▶ YOUR GOAL
Transcribe the data exactly. Leave nothing out.

Saved data entries:
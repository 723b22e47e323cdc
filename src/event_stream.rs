//! Incremental Server-Sent Events decoder
//!
//! The model provider answers streaming requests with a `text/event-stream` body.
//! This module turns the raw byte stream into [`SseFrame`]s:
//!
//! ```text
//! data: {"id":"chatcmpl-1","choices":[{"delta":{"content":"Hi"}}]}
//!
//! data: [DONE]
//! ```
//!
//! The decoder:
//! 1. Buffers incoming bytes (multi-byte characters may be split across chunks)
//! 2. Scans for frame boundaries (blank line)
//! 3. Collects `event:`, `id:` and `data:` fields, joining multi-line data with `\n`
//! 4. Skips comment lines and frames without data

use bytes::Bytes;
use futures::stream::Stream;
use futures::StreamExt;
use std::pin::Pin;
use thiserror::Error;

/// A boxed byte stream as returned by `reqwest::Response::bytes_stream`
pub type ByteStream = Pin<Box<dyn Stream<Item = Result<Bytes, reqwest::Error>> + Send>>;

/// A boxed stream of decoded frames
pub type FrameStream = Pin<Box<dyn Stream<Item = Result<SseFrame, EventStreamError>> + Send>>;

/// Errors raised while decoding an event stream
#[derive(Debug, Error)]
pub enum EventStreamError {
    /// The underlying connection failed mid-stream
    #[error("event stream transport error: {0}")]
    Transport(String),

    /// A complete frame was not valid UTF-8
    #[error("invalid UTF-8 in event stream: {0}")]
    InvalidUtf8(String),
}

/// One decoded SSE frame
#[derive(Debug, Clone, PartialEq, Eq, Default)]
pub struct SseFrame {
    /// Value of the `event:` field, if any
    pub event: Option<String>,
    /// Value of the `id:` field, if any
    pub id: Option<String>,
    /// Data lines joined with `\n`
    pub data: String,
}

/// Decode a byte stream into SSE frames
pub fn decode_event_stream(byte_stream: ByteStream) -> FrameStream {
    let mut buffer: Vec<u8> = Vec::new();

    let frames = byte_stream.flat_map(move |chunk_result| {
        let chunk = match chunk_result {
            Ok(bytes) => bytes,
            Err(e) => {
                return futures::stream::iter(vec![Err(EventStreamError::Transport(
                    e.to_string(),
                ))]);
            }
        };

        // Carriage returns are dropped so `\r\n\r\n` and `\n\n` delimit alike
        buffer.extend(chunk.iter().copied().filter(|b| *b != b'\r'));

        let mut frames = Vec::new();
        while let Some(end) = find_boundary(&buffer) {
            let raw: Vec<u8> = buffer.drain(..end + 2).collect();
            match std::str::from_utf8(&raw[..end]) {
                Ok(text) => {
                    if let Some(frame) = parse_frame(text) {
                        frames.push(Ok(frame));
                    }
                }
                Err(e) => frames.push(Err(EventStreamError::InvalidUtf8(e.to_string()))),
            }
        }

        futures::stream::iter(frames)
    });

    Box::pin(frames)
}

fn find_boundary(buffer: &[u8]) -> Option<usize> {
    buffer.windows(2).position(|window| window == b"\n\n")
}

/// Parse a single frame from its text representation
fn parse_frame(text: &str) -> Option<SseFrame> {
    let mut frame = SseFrame::default();
    let mut data_lines: Vec<&str> = Vec::new();

    for line in text.lines() {
        if line.is_empty() || line.starts_with(':') {
            continue;
        }

        let (field, value) = match line.split_once(':') {
            Some((field, value)) => (field, value.strip_prefix(' ').unwrap_or(value)),
            None => (line, ""),
        };

        match field {
            "event" => frame.event = Some(value.to_string()),
            "id" => frame.id = Some(value.to_string()),
            "data" => data_lines.push(value),
            _ => {}
        }
    }

    if data_lines.is_empty() {
        return None;
    }

    frame.data = data_lines.join("\n");
    Some(frame)
}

▶ PROBLEM SOLUTION
repository 723b22e47e323cdc
filename src/event_stream.rs
//! Incremental Server-Sent Events decoder
//!
//! The model provider answers streaming requests with a `text/event-stream` body.
//! This module turns the raw byte stream into [`SseFrame`]s:
//!
//! ```text
//! data: {"id":"chatcmpl-1","choices":[{"delta":{"content":"Hi"}}]}
//!
//! data: [DONE]
//! ```
//!
//! The decoder:
//! 1. Buffers incoming bytes (multi-byte characters may be split across chunks)
//! 2. Scans for frame boundaries (blank line)
//! 3. Collects `event:`, `id:` and `data:` fields, joining multi-line data with `\n`
//! 4. Skips comment lines and frames without data

use bytes::Bytes;
use futures::stream::Stream;
use futures::StreamExt;
use std::pin::Pin;
use thiserror::Error;

/// A boxed byte stream as returned by `reqwest::Response::bytes_stream`
pub type ByteStream = Pin<Box<dyn Stream<Item = Result<Bytes, reqwest::Error>> + Send>>;

/// A boxed stream of decoded frames
pub type FrameStream = Pin<Box<dyn Stream<Item = Result<SseFrame, EventStreamError>> + Send>>;

/// Errors raised while decoding an event stream
#[derive(Debug, Error)]
pub enum EventStreamError {
    /// The underlying connection failed mid-stream
    #[error("event stream transport error: {0}")]
    Transport(String),

    /// A complete frame was not valid UTF-8
    #[error("invalid UTF-8 in event stream: {0}")]
    InvalidUtf8(String),
}

/// One decoded SSE frame
#[derive(Debug, Clone, PartialEq, Eq, Default)]
pub struct SseFrame {
    /// Value of the `event:` field, if any
    pub event: Option<String>,
    /// Value of the `id:` field, if any
    pub id: Option<String>,
    /// Data lines joined with `\n`
    pub data: String,
}

/// Decode a byte stream into SSE frames
pub fn decode_event_stream(byte_stream: ByteStream) -> FrameStream {
    let mut buffer: Vec<u8> = Vec::new();

    let frames = byte_stream.flat_map(move |chunk_result| {
        let chunk = match chunk_result {
            Ok(bytes) => bytes,
            Err(e) => {
                return futures::stream::iter(vec![Err(EventStreamError::Transport(
                    e.to_string(),
                ))]);
            }
        };

        // Carriage returns are dropped so `\r\n\r\n` and `\n\n` delimit alike
        buffer.extend(chunk.iter().copied().filter(|b| *b != b'\r'));

        let mut frames = Vec::new();
        while let Some(end) = find_boundary(&buffer) {
            let raw: Vec<u8> = buffer.drain(..end + 2).collect();
            match std::str::from_utf8(&raw[..end]) {
                Ok(text) => {
                    if let Some(frame) = parse_frame(text) {
                        frames.push(Ok(frame));
                    }
                }
                Err(e) => frames.push(Err(EventStreamError::InvalidUtf8(e.to_string()))),
            }
        }

        futures::stream::iter(frames)
    });

    Box::pin(frames)
}

fn find_boundary(buffer: &[u8]) -> Option<usize> {
    buffer.windows(2).position(|window| window == b"\n\n")
}

/// Parse a single frame from its text representation
fn parse_frame(text: &str) -> Option<SseFrame> {
    let mut frame = SseFrame::default();
    let mut data_lines: Vec<&str> = Vec::new();

    for line in text.lines() {
        if line.is_empty() || line.starts_with(':') {
            continue;
        }

        let (field, value) = match line.split_once(':') {
            Some((field, value)) => (field, value.strip_prefix(' ').unwrap_or(value)),
            None => (line, ""),
        };

        match field {
            "event" => frame.event = Some(value.to_string()),
            "id" => frame.id = Some(value.to_string()),
            "data" => data_lines.push(value),
            _ => {}
        }
    }

    if data_lines.is_empty() {
        return None;
    }

    frame.data = data_lines.join("\n");
    Some(frame)
}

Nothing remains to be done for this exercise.